このアドベンチャー要素に問題があり、映画全体を浅くしています。
•なぜミミズなのか
•なぜ要石は猫なのか
•サダイジンとダイジンはどういう経緯で要石になったのか
•なぜサダイジンも要石の役割を離れたのか…要石は自由に動けるの…?あれダイジンはなぜ…?
•常世が荒れたのは要石達が持場を離れたからなのか
と挙げればきりがないですが、主人公も疑問を持たずすんなりと受け入れてしまうため、特に説明もなくアドベンチャーが8割を占める物語は進行していきます。
おそらく色んな年代の女性と少女の成長を描くため、アドベンチャーの背景は省かれてしまったのかなと思われます。

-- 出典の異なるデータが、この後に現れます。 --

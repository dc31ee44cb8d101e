//! ERC-20 metadata cache

use crate::abi;
use crate::common::traits::{CasinoClient, ContractCall};
use crate::common::types::{ChainId, Token};
use crate::config::ChainConfig;
use crate::errors::{DecodeError, EngineError, EngineResult};
use ethers::types::Address;
use lru::LruCache;
use std::num::NonZeroUsize;
use std::sync::Mutex;
use tracing::debug;

/// Token metadata per `(chain, address)`; entries never change once fetched
pub struct TokenCache {
    entries: Mutex<LruCache<(ChainId, Address), Token>>,
}

impl TokenCache {
    pub fn new(capacity: usize) -> Self {
        let capacity = NonZeroUsize::new(capacity).unwrap_or(NonZeroUsize::MIN);
        Self {
            entries: Mutex::new(LruCache::new(capacity)),
        }
    }

    pub fn get(&self, chain_id: ChainId, address: Address) -> Option<Token> {
        self.entries
            .lock()
            .ok()
            .and_then(|mut entries| entries.get(&(chain_id, address)).cloned())
    }

    pub fn insert(&self, chain_id: ChainId, token: Token) {
        if let Ok(mut entries) = self.entries.lock() {
            entries.put((chain_id, token.address), token);
        }
    }

    pub fn len(&self) -> usize {
        self.entries.lock().map(|entries| entries.len()).unwrap_or(0)
    }

    pub fn is_empty(&self) -> bool {
        self.len() == 0
    }

    /// Cached metadata, or one batched `symbol()` + `decimals()` read
    pub async fn resolve<C: CasinoClient + ?Sized>(
        &self,
        client: &C,
        chain: &ChainConfig,
        address: Address,
    ) -> EngineResult<Token> {
        if address.is_zero() {
            return Ok(Token::native(chain.native_symbol.clone(), chain.native_decimals));
        }
        if let Some(token) = self.get(chain.chain_id, address) {
            return Ok(token);
        }

        debug!(chain_id = chain.chain_id, token = ?address, "Fetching token metadata");
        let answers = client
            .read_contracts(vec![
                ContractCall::new(address, abi::encode_symbol()),
                ContractCall::new(address, abi::encode_decimals()),
            ])
            .await?;
        let [symbol, decimals] = answers.as_slice() else {
            return Err(EngineError::Decode(DecodeError::Abi(
                "token metadata batch returned the wrong number of answers".to_string(),
            )));
        };
        let token = abi::decode_token_metadata(address, symbol, decimals)?;
        self.insert(chain.chain_id, token.clone());
        Ok(token)
    }
}

impl std::fmt::Debug for TokenCache {
    fn fmt(&self, f: &mut std::fmt::Formatter<'_>) -> std::fmt::Result {
        f.debug_struct("TokenCache").field("len", &self.len()).finish()
    }
}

これに恋愛を絡めるから厄介で、主人公は恋愛を優先して、要石であるダイジンを粗雑に扱います。
要石は戸締師にとって重要な存在、お互い尊重しなくてはならないパートナー的な存在のはず。ところが主人公は自分の好きな人に呪いをかけた、元要石ダイジンに心ない言葉をかけます。何年も要石にされてたダイジンにもっと寄り添って欲しかった…。
この行動で『とても大切なことをやっている』と話していた主人公の戸締師への思いも、好きな人によく思われたかっただけなの?と意思の浅さを感じさせます。
恋は盲目ということでしょうか?
キャラクターの設定も変に現実味を帯びさせようとした結果、現実感がなくなっています。

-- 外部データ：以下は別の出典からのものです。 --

impl Default for EngineConfig {
    fn default() -> Self {
        Self {
            chains: Vec::new(),
            placement: PlacementConfig::default(),
            resolution: ResolutionConfig::default(),
            retry: RetryConfig::default(),
            monitoring: MonitoringConfig::default(),
            token_cache_capacity: default_token_cache_capacity(),
        }
    }
}

/// One supported chain and the casino deployments on it
#[derive(Clone, Debug, Serialize, Deserialize)]
pub struct ChainConfig {
    pub chain_id: ChainId,
    pub name: String,
    #[serde(default = "default_native_symbol")]
    pub native_symbol: String,
    #[serde(default = "default_native_decimals")]
    pub native_decimals: u8,
    #[serde(default = "default_polling_interval_ms")]
    pub polling_interval_ms: u64,
    /// Affiliate credited on wagers that do not name one
    #[serde(default)]
    pub affiliate: Option<Address>,
    #[serde(default)]
    pub contracts: GameContracts,
    #[serde(default)]
    pub weighted_configs: Vec<WeightedGameConfiguration>,
    #[serde(default)]
    pub keno: Option<KenoConfiguration>,
}

fn default_native_symbol() -> String {
    "ETH".to_string()
}

fn default_native_decimals() -> u8 {
    18
}

fn default_polling_interval_ms() -> u64 {
    2_000
}

impl ChainConfig {
    pub fn new(chain_id: ChainId, name: impl Into<String>) -> Self {
        Self {
            chain_id,
            name: name.into(),
            native_symbol: default_native_symbol(),
            native_decimals: default_native_decimals(),
            polling_interval_ms: default_polling_interval_ms(),
            affiliate: None,
            contracts: GameContracts::default(),
            weighted_configs: Vec::new(),
            keno: None,
        }
    }

    /// Address of the game contract on this chain
    pub fn contract(&self, game: CasinoGame) -> Result<Address, ChainError> {
        self.contracts
            .get(game)
            .ok_or(ChainError::UnsupportedGame {
                chain_id: self.chain_id,
                game,
            })
    }

    pub fn polling_interval(&self) -> Duration {
        Duration::from_millis(self.polling_interval_ms)
    }
}

/// Game contract addresses of one chain
#[derive(Clone, Debug, Default, Serialize, Deserialize, PartialEq, Eq)]
pub struct GameContracts {
    pub coin_toss: Option<Address>,
    pub dice: Option<Address>,
    pub roulette: Option<Address>,
    pub keno: Option<Address>,
    pub wheel: Option<Address>,
    pub plinko: Option<Address>,
    pub custom_weighted_game: Option<Address>,
}

impl GameContracts {
    pub fn get(&self, game: CasinoGame) -> Option<Address> {
        match game {
            CasinoGame::CoinToss => self.coin_toss,
            CasinoGame::Dice => self.dice,
            CasinoGame::Roulette => self.roulette,
            CasinoGame::Keno => self.keno,
            CasinoGame::Wheel => self.wheel,
            CasinoGame::Plinko => self.plinko,
            CasinoGame::CustomWeightedGame => self.custom_weighted_game,
        }
    }

    pub fn set(&mut self, game: CasinoGame, address: Address) {
        let slot = match game {
            CasinoGame::CoinToss => &mut self.coin_toss,
            CasinoGame::Dice => &mut self.dice,
            CasinoGame::Roulette => &mut self.roulette,
            CasinoGame::Keno => &mut self.keno,
            CasinoGame::Wheel => &mut self.wheel,
            CasinoGame::Plinko => &mut self.plinko,
            CasinoGame::CustomWeightedGame => &mut self.custom_weighted_game,
        };
        *slot = Some(address);
    }

    /// Deployed games with their addresses
    pub fn deployed(&self) -> Vec<(CasinoGame, Address)> {
        CasinoGame::ALL
            .iter()
            .filter_map(|game| self.get(*game).map(|address| (*game, address)))
            .collect()
    }
}

/// Bet placement settings
#[derive(Clone, Debug, Serialize, Deserialize)]
#[serde(default)]
pub struct PlacementConfig {
    /// Highest house edge the bettor accepts, in basis points
    pub default_max_house_edge: u16,
    /// Extra margin added to the quoted randomness fee, in basis points
    pub vrf_fee_buffer_bp: u32,
    pub check_allowance: bool,
    pub check_requirements: bool,
    pub receipt_poll_interval_ms: u64,
}

impl Default for PlacementConfig {
    fn default() -> Self {
        Self {
            default_max_house_edge: 350,
            vrf_fee_buffer_bp: 0,
            check_allowance: true,
            check_requirements: true,
            receipt_poll_interval_ms: 1_000,
        }
    }
}

/// Roll resolution settings
#[derive(Clone, Debug, Serialize, Deserialize)]
#[serde(default)]
pub struct ResolutionConfig {
    pub roll_timeout_ms: u64,
    /// Ladder of the historical `Roll` log query
    pub historical_retry: RetryConfig,
}

impl Default for ResolutionConfig {
    fn default() -> Self {
        Self {
            roll_timeout_ms: 120_000,
            historical_retry: RetryConfig::default(),
        }
    }
}

/// Bounded retry ladder: one attempt per delay, plus the first immediate one
#[derive(Clone, Debug, Serialize, Deserialize, PartialEq, Eq)]
#[serde(default)]
pub struct RetryConfig {
    pub delays_ms: Vec<u64>,
    pub jitter: bool,
}

impl Default for RetryConfig {
    fn default() -> Self {
        Self {
            delays_ms: vec![500, 1_000, 2_000, 4_000],
            jitter: false,
        }
    }
}

/// Logging and metrics
#[derive(Clone, Debug, Serialize, Deserialize)]
#[serde(default)]
pub struct MonitoringConfig {
    pub log_level: LogLevel,
    pub log_format: LogFormat,
    pub enable_metrics: bool,
}

impl Default for MonitoringConfig {
    fn default() -> Self {
        Self {
            log_level: LogLevel::Info,
            log_format: LogFormat::Pretty,
            enable_metrics: true,
        }
    }
}

#[derive(Clone, Copy, Debug, Serialize, Deserialize, PartialEq, Eq)]
#[serde(rename_all = "lowercase")]
pub enum LogLevel {
    Error,
    Warn,
    Info,
    Debug,
    Trace,
}

impl LogLevel {
    pub fn as_filter(&self) -> &'static str {
        match self {
            LogLevel::Error => "error",
            LogLevel::Warn => "warn",
            LogLevel::Info => "info",
            LogLevel::Debug => "debug",
            LogLevel::Trace => "trace",
        }
    }
}

impl FromStr for LogLevel {
    type Err = ConfigurationError;

    fn from_str(s: &str) -> Result<Self, Self::Err> {
        match s.trim().to_ascii_lowercase().as_str() {
            "error" => Ok(LogLevel::Error),
            "warn" | "warning" => Ok(LogLevel::Warn),
            "info" => Ok(LogLevel::Info),
            "debug" => Ok(LogLevel::Debug),
            "trace" => Ok(LogLevel::Trace),
            _ => Err(ConfigurationError::InvalidValue {
                field: "log_level".to_string(),
                value: s.to_string(),
                reason: "expected error, warn, info, debug or trace".to_string(),
            }),
        }
    }
}

#[derive(Clone, Copy, Debug, Serialize, Deserialize, PartialEq, Eq)]
#[serde(rename_all = "lowercase")]
pub enum LogFormat {
    Pretty,
    Json,
}

impl EngineConfig {
    /// Public testnets with conservative timings. Contract addresses come from TOML.
    pub fn testnet() -> Self {
        let mut base_sepolia = ChainConfig::new(84_532, "Base Sepolia");
        base_sepolia.polling_interval_ms = 2_000;

        let mut arbitrum_sepolia = ChainConfig::new(421_614, "Arbitrum Sepolia");
        arbitrum_sepolia.polling_interval_ms = 1_000;

        Self {
            chains: vec![base_sepolia, arbitrum_sepolia],
            placement: PlacementConfig {
                vrf_fee_buffer_bp: 1_000,
                ..Default::default()
            },
            monitoring: MonitoringConfig {
                log_level: LogLevel::Debug,
                ..Default::default()
            },
            ..Default::default()
        }
    }

    pub fn from_toml_str(content: &str) -> Result<Self, ConfigurationError> {
        Ok(toml::from_str(content)?)
    }

    /// Read, apply environment overrides and validate
    pub fn load<P: AsRef<Path>>(path: P) -> Result<Self, ConfigurationError> {
        let path = path.as_ref();
        let content = std::fs::read_to_string(path).map_err(|e| {
            ConfigurationError::LoadFailed(format!("Failed to read {}: {}", path.display(), e))
        })?;
        let mut config = Self::from_toml_str(&content)?;
        config.apply_env_overrides()?;
        config.validate()?;
        Ok(config)
    }

    pub fn apply_env_overrides(&mut self) -> Result<(), ConfigurationError> {
        self.apply_overrides_from(|key| std::env::var(key).ok())
    }

    /// Apply overrides from any key/value source
    pub fn apply_overrides_from<F>(&mut self, lookup: F) -> Result<(), ConfigurationError>
    where
        F: Fn(&str) -> Option<String>,
    {
        if let Some(value) = lookup(ENV_ROLL_TIMEOUT_MS) {
            self.resolution.roll_timeout_ms =
                value
                    .trim()
                    .parse()
                    .map_err(|_| ConfigurationError::InvalidValue {
                        field: ENV_ROLL_TIMEOUT_MS.to_string(),
                        value: value.clone(),
                        reason: "expected milliseconds".to_string(),
                    })?;
        }
        if let Some(value) = lookup(ENV_LOG_LEVEL) {
            self.monitoring.log_level = value.parse()?;
        }
        Ok(())
    }

    /// Validate configuration for logical consistency
    pub fn validate(&self) -> Result<(), ConfigurationError> {
        let mut chain_ids = HashSet::new();
        for chain in &self.chains {
            if !chain_ids.insert(chain.chain_id) {
                return Err(ConfigurationError::ValidationFailed(format!(
                    "chain {} is configured twice",
                    chain.chain_id
                )));
            }
            if chain.polling_interval_ms == 0 {
                return Err(ConfigurationError::ValidationFailed(format!(
                    "polling_interval_ms of chain {} must be > 0",
                    chain.chain_id
                )));
            }

            let mut config_ids = HashSet::new();
            for weighted in &chain.weighted_configs {
                weighted.validate()?;
                if !config_ids.insert((weighted.game, weighted.config_id)) {
                    return Err(ConfigurationError::ValidationFailed(format!(
                        "{} config {} is defined twice on chain {}",
                        weighted.game, weighted.config_id, chain.chain_id
                    )));
                }
            }
            if let Some(keno) = &chain.keno {
                keno.validate()?;
            }
        }

        if u32::from(self.placement.default_max_house_edge) > BP_VALUE {
            return Err(ConfigurationError::InvalidValue {
                field: "placement.default_max_house_edge".to_string(),
                value: self.placement.default_max_house_edge.to_string(),
                reason: format!("must be <= {}", BP_VALUE),
            });
        }
        if self.placement.receipt_poll_interval_ms == 0 {
            return Err(ConfigurationError::ValidationFailed(
                "placement.receipt_poll_interval_ms must be > 0".to_string(),
            ));
        }
        if self.resolution.roll_timeout_ms == 0 {
            return Err(ConfigurationError::ValidationFailed(
                "resolution.roll_timeout_ms must be > 0".to_string(),
            ));
        }
        if self.retry.delays_ms.is_empty() || self.resolution.historical_retry.delays_ms.is_empty()
        {
            return Err(ConfigurationError::ValidationFailed(
                "retry ladders must have at least one delay".to_string(),
            ));
        }
        if self.token_cache_capacity == 0 {
            return Err(ConfigurationError::ValidationFailed(
                "token_cache_capacity must be > 0".to_string(),
            ));
        }
        Ok(())
    }

    pub fn chain(&self, chain_id: ChainId) -> Result<&ChainConfig, ChainError> {
        self.chains
            .iter()
            .find(|chain| chain.chain_id == chain_id)
            .ok_or(ChainError::UnsupportedChain { chain_id })
    }

    pub fn roll_timeout(&self) -> Duration {
        Duration::from_millis(self.resolution.roll_timeout_ms)
    }

    pub fn receipt_poll_interval(&self) -> Duration {
        Duration::from_millis(self.placement.receipt_poll_interval_ms)
    }
}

•戸締師だけでは生計がたてられないから、教師を目指す主人公の想い人、草太。
→この設定は必要でした?教師になったら戸締師の仕事する時間取れないような…教師って有休取りにくいですよね?休日も部活の練習とかあるかもですよね?
せめて、大学教授や研究者を目指してくれ。
•椅子になった草太は教員採用試験の2次に参加できなかった。
→人間の姿でも長髪大丈夫なの?友人も髪の色とピアスの穴隠せたのかな?
最近の教員採用試験は自由度高めなのか…
主人公と草太は最終的に相思相愛だったみたいですが、4日くらいしか過ごしてないし、何があったのでしょうか。リアリティーショーと同じでカメラが回っていないところで色んな物語が生まれていたというこでしょうか…。
お互い一目惚れっぽいのですが、恋ってこんなものだったのかな、大人になりすぎて思い出せない。
タマキさん(育ての親)の心の内の葛藤や主人公の幼少期の回想は良かったです。
私が大人になりすぎて親目線の内容にしか感情移入できなかったことが原因かもしれません。
今の私にはついていけませんでした。